##### SOURCE MATERIAL #####
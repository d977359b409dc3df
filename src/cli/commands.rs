//! CLI command definitions

use clap::Args;

/// Validate a configuration file
#[derive(Debug, Args, Clone)]
pub struct ValidateCommand {
    /// Path to configuration YAML file
    #[arg(short, long)]
    pub file: String,
}

/// Compile every pipeline in a configuration file
#[derive(Debug, Args, Clone)]
pub struct CompileCommand {
    /// Path to configuration YAML file
    #[arg(short, long)]
    pub file: String,

    /// Output in JSON format
    #[arg(long)]
    pub json: bool,
}

/// Show one pipeline as declared
#[derive(Debug, Args, Clone)]
pub struct ShowCommand {
    /// Path to configuration YAML file
    #[arg(short, long)]
    pub file: String,

    /// Pipeline name
    #[arg(short, long)]
    pub pipeline: String,

    /// Variable overrides used to check step bodies (key=value)
    #[arg(long, value_parser = parse_key_value)]
    pub var: Vec<(String, String)>,
}

/// Compile and store pipelines for a project
#[derive(Debug, Args, Clone)]
pub struct ApplyCommand {
    /// Path to configuration YAML file
    #[arg(short, long)]
    pub file: String,

    /// SQLite database path (defaults to the local data directory)
    #[arg(long)]
    pub db: Option<String>,

    /// Keep state in memory only
    #[arg(long)]
    pub in_memory: bool,
}

/// Parse key=value pairs
pub fn parse_key_value(s: &str) -> Result<(String, String), String> {
    let parts: Vec<&str> = s.splitn(2, '=').collect();
    if parts.len() != 2 {
        return Err(format!("Invalid key=value pair: {}", s));
    }
    Ok((parts[0].to_string(), parts[1].to_string()))
}
//! Core domain models for pipeline configuration
//!
//! This module defines the loaded configuration, pipelines, steps, and the
//! schema machinery plugins use to decode raw step bodies.

pub mod config;
pub mod context;
pub mod pipeline;
pub mod schema;
pub mod step;

pub use config::{load, App, Config, LoadOptions};
pub use context::EvalContext;
pub use pipeline::Pipeline;
pub use schema::{Configurable, Diagnostic, Diagnostics, Schema, Severity};
pub use step::{PluginUse, Step, StepKind};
#####
Using the records above as the source, restate each line verbatim.

repository d977359b409dc3df
filename src/cli/commands.rs
//! CLI command definitions

use clap::Args;

/// Validate a configuration file
#[derive(Debug, Args, Clone)]
pub struct ValidateCommand {
    /// Path to configuration YAML file
    #[arg(short, long)]
    pub file: String,
}

/// Compile every pipeline in a configuration file
#[derive(Debug, Args, Clone)]
pub struct CompileCommand {
    /// Path to configuration YAML file
    #[arg(short, long)]
    pub file: String,

    /// Output in JSON format
    #[arg(long)]
    pub json: bool,
}

/// Show one pipeline as declared
#[derive(Debug, Args, Clone)]
pub struct ShowCommand {
    /// Path to configuration YAML file
    #[arg(short, long)]
    pub file: String,

    /// Pipeline name
    #[arg(short, long)]
    pub pipeline: String,

    /// Variable overrides used to check step bodies (key=value)
    #[arg(long, value_parser = parse_key_value)]
    pub var: Vec<(String, String)>,
}

/// Compile and store pipelines for a project
#[derive(Debug, Args, Clone)]
pub struct ApplyCommand {
    /// Path to configuration YAML file
    #[arg(short, long)]
    pub file: String,

    /// SQLite database path (defaults to the local data directory)
    #[arg(long)]
    pub db: Option<String>,

    /// Keep state in memory only
    #[arg(long)]
    pub in_memory: bool,
}

/// Parse key=value pairs
pub fn parse_key_value(s: &str) -> Result<(String, String), String> {
    let parts: Vec<&str> = s.splitn(2, '=').collect();
    if parts.len() != 2 {
        return Err(format!("Invalid key=value pair: {}", s));
    }
    Ok((parts[0].to_string(), parts[1].to_string()))
}
//! Core domain models for pipeline configuration
//!
//! This module defines the loaded configuration, pipelines, steps, and the
//! schema machinery plugins use to decode raw step bodies.

pub mod config;
pub mod context;
pub mod pipeline;
pub mod schema;
pub mod step;

pub use config::{load, App, Config, LoadOptions};
pub use context::EvalContext;
pub use pipeline::Pipeline;
pub use schema::{Configurable, Diagnostic, Diagnostics, Schema, Severity};
pub use step::{PluginUse, Step, StepKind};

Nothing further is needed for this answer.